En Navidad, más que nunca, me acuerdo de la mezcla que somos de razas y de culturas; porque algo tan arraigado en la civilización occidental no es más que un conjunto de mitos y leyendas de distinta procedencia. El 25 de diciembre, por ejemplo, era el día del nacimiento del Sol Invictus para los romanos, o sea, el solsticio de invierno que ponía fin a las Saturnales, unas fiestas alegres y bulliciosas en las que -atención- se iluminaban las ciudades con velas y antorchas y se intercambiaban regalos. Muchos pueblos celtas y vikingos celebraban también el nacimiento de dioses del Sol y de la fertilidad por esas fechas y lo hacían adornando un abeto a través del cual los fieles se acercaban al cielo desde lo más profundo de la Tierra donde el árbol  hundía  sus raíces. Así que, los predicadores del cristianismo sólo tuvieron que sustituir a los antiguos dioses Mitra o Frey por Jesús con un doble objetivo: que se aceptase sin problemas la nueva doctrina y que desaparecieran los cultos paganos por el sencillo procedimiento de convertirlos en cristianos. 

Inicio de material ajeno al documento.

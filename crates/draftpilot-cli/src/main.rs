mod cmd;
mod connect;
mod output;

use anyhow::Context;
use clap::{Parser, Subcommand};
use cmd::{badges::BadgesSubcommand, social::ChatSubcommand, social::FriendsSubcommand};
use connect::ConnectFlags;
use draftpilot_core::config::AppConfig;
use draftpilot_core::Gateway;
use std::path::PathBuf;
use std::sync::Arc;

#[derive(Parser)]
#[command(
    name = "draftpilot",
    about = "Champion select autopilot and game client utilities",
    version,
    propagate_version = true
)]
struct Cli {
    /// YAML config file
    #[arg(long, global = true, env = "DRAFTPILOT_CONFIG")]
    config: Option<PathBuf>,

    /// Path to the client's lockfile (default: platform install location)
    #[arg(long, global = true)]
    lockfile: Option<PathBuf>,

    /// Client API port (use with --password instead of a lockfile)
    #[arg(long, global = true)]
    port: Option<u16>,

    /// Client API password
    #[arg(long, global = true)]
    password: Option<String>,

    /// Full base URL of the client API
    #[arg(long, global = true, env = "DRAFTPILOT_BASE_URL", hide = true)]
    base_url: Option<String>,

    /// Per-request timeout in seconds
    #[arg(long, global = true)]
    timeout: Option<u64>,

    /// Output as JSON
    #[arg(long, global = true, short = 'j')]
    json: bool,

    #[command(subcommand)]
    command: Commands,
}

#[derive(Subcommand)]
enum Commands {
    /// Run the pick/ban autopilot; reads control commands from stdin
    Watch,

    /// List champions, or look one up
    Champions {
        /// Resolve a name the way the autopilot would
        #[arg(long, short = 's')]
        search: Option<String>,

        /// Show at most this many
        #[arg(long)]
        limit: Option<usize>,
    },

    /// Show riot id, region, level and rank
    Summoner,

    /// Change the profile icon
    Icon { id: u32 },

    /// Change the profile background to a skin's splash art
    Background { skin_id: u32 },

    /// Change the chat status message (\n for line breaks)
    StatusMessage { text: String },

    /// Change riot id (name up to 16 characters, tag up to 5)
    RiotId { name: String, tag: String },

    /// Manage the friends list
    Friends {
        #[command(subcommand)]
        subcommand: FriendsSubcommand,
    },

    /// Chat connectivity
    Chat {
        #[command(subcommand)]
        subcommand: ChatSubcommand,
    },

    /// Open a porofessor lookup of your champion select teammates
    Reveal {
        /// Print the URL without opening a browser
        #[arg(long)]
        no_open: bool,
    },

    /// Leave the current champion select
    Dodge,

    /// Restart the client UI
    RestartUx,

    /// Edit profile badges
    Badges {
        #[command(subcommand)]
        subcommand: BadgesSubcommand,
    },
}

fn main() {
    let cli = Cli::parse();

    let default_level = match &cli.command {
        Commands::Watch => tracing::Level::INFO,
        _ => tracing::Level::WARN,
    };

    tracing_subscriber::fmt()
        .with_env_filter(
            tracing_subscriber::EnvFilter::from_default_env().add_directive(default_level.into()),
        )
        .with_target(false)
        .with_writer(std::io::stderr)
        .init();

    if let Err(e) = run(cli) {
        eprintln!("error: {e:#}");
        std::process::exit(1);
    }
}

fn run(cli: Cli) -> anyhow::Result<()> {
    let config = AppConfig::load_or_default(cli.config.as_deref()).with_context(|| {
        let path = cli.config.as_deref().map(|p| p.display().to_string());
        format!("failed to load config {}", path.unwrap_or_default())
    })?;

    let flags = ConnectFlags {
        base_url: cli.base_url,
        port: cli.port,
        password: cli.password,
        lockfile: cli.lockfile,
        timeout_secs: cli.timeout,
    };
    let gateway: Arc<dyn Gateway> = Arc::new(connect::gateway(&flags, &config.connection)?);
    let gw = gateway.as_ref();
    let json = cli.json;

    match cli.command {
        Commands::Watch => cmd::watch::run(gateway.clone(), &config, json),
        Commands::Champions { search, limit } => {
            cmd::champions::run(gateway.clone(), search.as_deref(), limit, json)
        }
        Commands::Summoner => cmd::summoner::run(gw, json),
        Commands::Icon { id } => cmd::profile::icon(gw, id, json),
        Commands::Background { skin_id } => cmd::profile::background(gw, skin_id, json),
        Commands::StatusMessage { text } => cmd::profile::status_message(gw, &text, json),
        Commands::RiotId { name, tag } => cmd::profile::riot_id(gw, &name, &tag, json),
        Commands::Friends { subcommand } => cmd::social::friends(gw, subcommand, json),
        Commands::Chat { subcommand } => cmd::social::chat(gw, subcommand, json),
        Commands::Reveal { no_open } => cmd::lobby::reveal(gw, no_open, json),
        Commands::Dodge => cmd::lobby::dodge(gw, json),
        Commands::RestartUx => cmd::lobby::restart_ux(gw, json),
        Commands::Badges { subcommand } => cmd::badges::run(gw, subcommand, json),
    }
}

Papá Noel, por el contrario, surge de la transformación de un obispo cristiano del siglo IV que vivió en Turquía en un personaje laico que lleva regalos a los niños por Navidad. San Nicolás de Bari, muy venerado en Holanda como Santa Klaus,pasó a las colonias americanas de Nueva Amsterdam – la actual Nueva York- y se convirtió en lo que es: un reclamo comercial del consumismo navideño. Y ya que estamos en América, hablemos de la Flor de Pascua, originaria de México, con una oscura carga simbólica para los aztecas. Los franciscanos evangelizadores ya la utilizaban, en el siglo XVI, como decoración navideña. Pero fue el embajador de EEUU en México, Joel Roberts Poinsett quien empezó a regalar esta planta a sus amistades por Navidad en la segunda década del siglo XIX. Se tomó mucho interés porque, aparte de diplomático, era naturalista.Por eso la planta se llama poinsettia.